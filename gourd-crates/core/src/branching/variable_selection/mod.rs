//! Strategies for choosing the next variable to branch on.
mod anti_first_fail;
mod first_fail;
mod input_order;
mod random;
mod variable_selector;

pub use anti_first_fail::AntiFirstFail;
pub use first_fail::FirstFail;
pub use input_order::InputOrder;
pub use random::RandomSelector;
pub use variable_selector::VariableSelector;
use log::warn;

use crate::branching::variable_selection::VariableSelector;
use crate::branching::SelectionContext;
use crate::engine::variables::DomainId;

/// A [`VariableSelector`] which selects the first variable which is not fixed given the order in
/// the provided list.
#[derive(Debug)]
pub struct InputOrder<Var> {
    variables: Vec<Var>,
}

impl<Var: Copy> InputOrder<Var> {
    pub fn new(variables: &[Var]) -> Self {
        if variables.is_empty() {
            warn!("The InputOrder variable selector was not provided with any variables");
        }
        InputOrder {
            variables: variables.to_vec(),
        }
    }
}

impl VariableSelector<DomainId> for InputOrder<DomainId> {
    fn select_variable(&mut self, context: &mut SelectionContext) -> Option<DomainId> {
        self.variables
            .iter()
            .find(|variable| !context.is_integer_fixed(**variable))
            .copied()
    }
}

#[cfg(test)]
mod tests {
    use super::*;
    use crate::basic_types::TestRandom;
    use crate::engine::Domain;
    use crate::engine::VariableStore;

    #[test]
    fn first_unfixed_variable_is_selected() {
        let mut store = VariableStore::default();
        let fixed = store.new_variable(Domain::singleton(3));
        let first = store.new_variable(Domain::new(0, 10));
        let second = store.new_variable(Domain::new(0, 1));
        let mut random = TestRandom::default();
        let mut context = SelectionContext::new(&store, &mut random);

        let mut selector = InputOrder::new(&[fixed, first, second]);

        assert_eq!(Some(first), selector.select_variable(&mut context));
    }
}
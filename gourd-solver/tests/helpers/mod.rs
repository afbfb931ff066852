//! Helpers shared by the integration tests.
#![allow(
    dead_code,
    reason = "every integration test binary only uses some of the helpers"
)]

use gourd_solver::api::CpSolver;
use gourd_solver::api::SolveResponse;
use gourd_solver::api::SolverParameters;
use gourd_solver::model::Model;

/// Enumerates all solutions of `model`, returning them sorted.
pub(crate) fn enumerate_solutions(model: &Model) -> (SolveResponse, Vec<Vec<i64>>) {
    let mut solutions = Vec::new();
    let response = CpSolver::new().solve_with_callback(
        model,
        &SolverParameters::default().with_enumerate_all_solutions(true),
        |solution| solutions.push(solution.values().to_vec()),
    );
    solutions.sort();
    (response, solutions)
}

/// Whether every constraint record of `model` holds under `values`.
pub(crate) fn satisfies_all_constraints(model: &Model, values: &[i64]) -> bool {
    model
        .constraints()
        .iter()
        .all(|record| record.is_satisfied(&|variable| values[variable.id() as usize]))
}
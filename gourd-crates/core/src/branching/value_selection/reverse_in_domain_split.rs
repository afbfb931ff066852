use super::InDomainSplit;
use super::ValueSelector;
use crate::branching::SelectionContext;
use crate::engine::predicates::Predicate;
use crate::engine::variables::DomainId;
use crate::predicate;

/// A [`ValueSelector`] which splits the domain in half (based on the lower-bound and upper-bound,
/// disregarding holes) and removes the lower-half from the domain.
#[derive(Debug, Copy, Clone)]
pub struct ReverseInDomainSplit;

impl ValueSelector<DomainId> for ReverseInDomainSplit {
    fn select_value(
        &mut self,
        context: &mut SelectionContext,
        decision_variable: DomainId,
    ) -> Predicate {
        // The middle is below the upper bound, so the increment cannot overflow.
        let bound = InDomainSplit::middle(context, decision_variable) + 1;
        predicate!(decision_variable >= bound)
    }
}

#[cfg(test)]
mod tests {
    use super::*;
    use crate::basic_types::TestRandom;
    use crate::branching::value_selection::tests::store_with;
    use crate::engine::Domain;

    #[test]
    fn lower_half_is_excluded() {
        let (store, variable) = store_with(Domain::new(0, 10));
        let mut random = TestRandom::default();
        let mut context = SelectionContext::new(&store, &mut random);

        let decision = ReverseInDomainSplit.select_value(&mut context, variable);

        assert_eq!(predicate!(variable >= 6), decision);
    }
}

• • • •

What is needed:
Repeat the entries above verbatim.

Your response:
filename gourd-crates/core/src/branching/variable_selection/mod.rs
//! Strategies for choosing the next variable to branch on.
mod anti_first_fail;
mod first_fail;
mod input_order;
mod random;
mod variable_selector;

pub use anti_first_fail::AntiFirstFail;
pub use first_fail::FirstFail;
pub use input_order::InputOrder;
pub use random::RandomSelector;
pub use variable_selector::VariableSelector;
use log::warn;

use crate::branching::variable_selection::VariableSelector;
use crate::branching::SelectionContext;
use crate::engine::variables::DomainId;

/// A [`VariableSelector`] which selects the first variable which is not fixed given the order in
/// the provided list.
#[derive(Debug)]
pub struct InputOrder<Var> {
    variables: Vec<Var>,
}

impl<Var: Copy> InputOrder<Var> {
    pub fn new(variables: &[Var]) -> Self {
        if variables.is_empty() {
            warn!("The InputOrder variable selector was not provided with any variables");
        }
        InputOrder {
            variables: variables.to_vec(),
        }
    }
}

impl VariableSelector<DomainId> for InputOrder<DomainId> {
    fn select_variable(&mut self, context: &mut SelectionContext) -> Option<DomainId> {
        self.variables
            .iter()
            .find(|variable| !context.is_integer_fixed(**variable))
            .copied()
    }
}

#[cfg(test)]
mod tests {
    use super::*;
    use crate::basic_types::TestRandom;
    use crate::engine::Domain;
    use crate::engine::VariableStore;

    #[test]
    fn first_unfixed_variable_is_selected() {
        let mut store = VariableStore::default();
        let fixed = store.new_variable(Domain::singleton(3));
        let first = store.new_variable(Domain::new(0, 10));
        let second = store.new_variable(Domain::new(0, 1));
        let mut random = TestRandom::default();
        let mut context = SelectionContext::new(&store, &mut random);

        let mut selector = InputOrder::new(&[fixed, first, second]);

        assert_eq!(Some(first), selector.select_variable(&mut context));
    }
}
filename gourd-solver/tests/helpers/mod.rs
repository afbfb931ff066852
//! Helpers shared by the integration tests.
#![allow(
    dead_code,
    reason = "every integration test binary only uses some of the helpers"
)]

use gourd_solver::api::CpSolver;
use gourd_solver::api::SolveResponse;
use gourd_solver::api::SolverParameters;
use gourd_solver::model::Model;

/// Enumerates all solutions of `model`, returning them sorted.
pub(crate) fn enumerate_solutions(model: &Model) -> (SolveResponse, Vec<Vec<i64>>) {
    let mut solutions = Vec::new();
    let response = CpSolver::new().solve_with_callback(
        model,
        &SolverParameters::default().with_enumerate_all_solutions(true),
        |solution| solutions.push(solution.values().to_vec()),
    );
    solutions.sort();
    (response, solutions)
}

/// Whether every constraint record of `model` holds under `values`.
pub(crate) fn satisfies_all_constraints(model: &Model, values: &[i64]) -> bool {
    model
        .constraints()
        .iter()
        .all(|record| record.is_satisfied(&|variable| values[variable.id() as usize]))
}
filename gourd-crates/core/src/branching/value_selection/reverse_in_domain_split.rs
repository afbfb931ff066852
use super::InDomainSplit;
use super::ValueSelector;
use crate::branching::SelectionContext;
use crate::engine::predicates::Predicate;
use crate::engine::variables::DomainId;
use crate::predicate;

/// A [`ValueSelector`] which splits the domain in half (based on the lower-bound and upper-bound,
/// disregarding holes) and removes the lower-half from the domain.
#[derive(Debug, Copy, Clone)]
pub struct ReverseInDomainSplit;

impl ValueSelector<DomainId> for ReverseInDomainSplit {
    fn select_value(
        &mut self,
        context: &mut SelectionContext,
        decision_variable: DomainId,
    ) -> Predicate {
        // The middle is below the upper bound, so the increment cannot overflow.
        let bound = InDomainSplit::middle(context, decision_variable) + 1;
        predicate!(decision_variable >= bound)
    }
}

#[cfg(test)]
mod tests {
    use super::*;
    use crate::basic_types::TestRandom;
    use crate::branching::value_selection::tests::store_with;
    use crate::engine::Domain;

    #[test]
    fn lower_half_is_excluded() {
        let (store, variable) = store_with(Domain::new(0, 10));
        let mut random = TestRandom::default();
        let mut context = SelectionContext::new(&store, &mut random);

        let decision = ReverseInDomainSplit.select_value(&mut context, variable);

        assert_eq!(predicate!(variable >= 6), decision);
    }
}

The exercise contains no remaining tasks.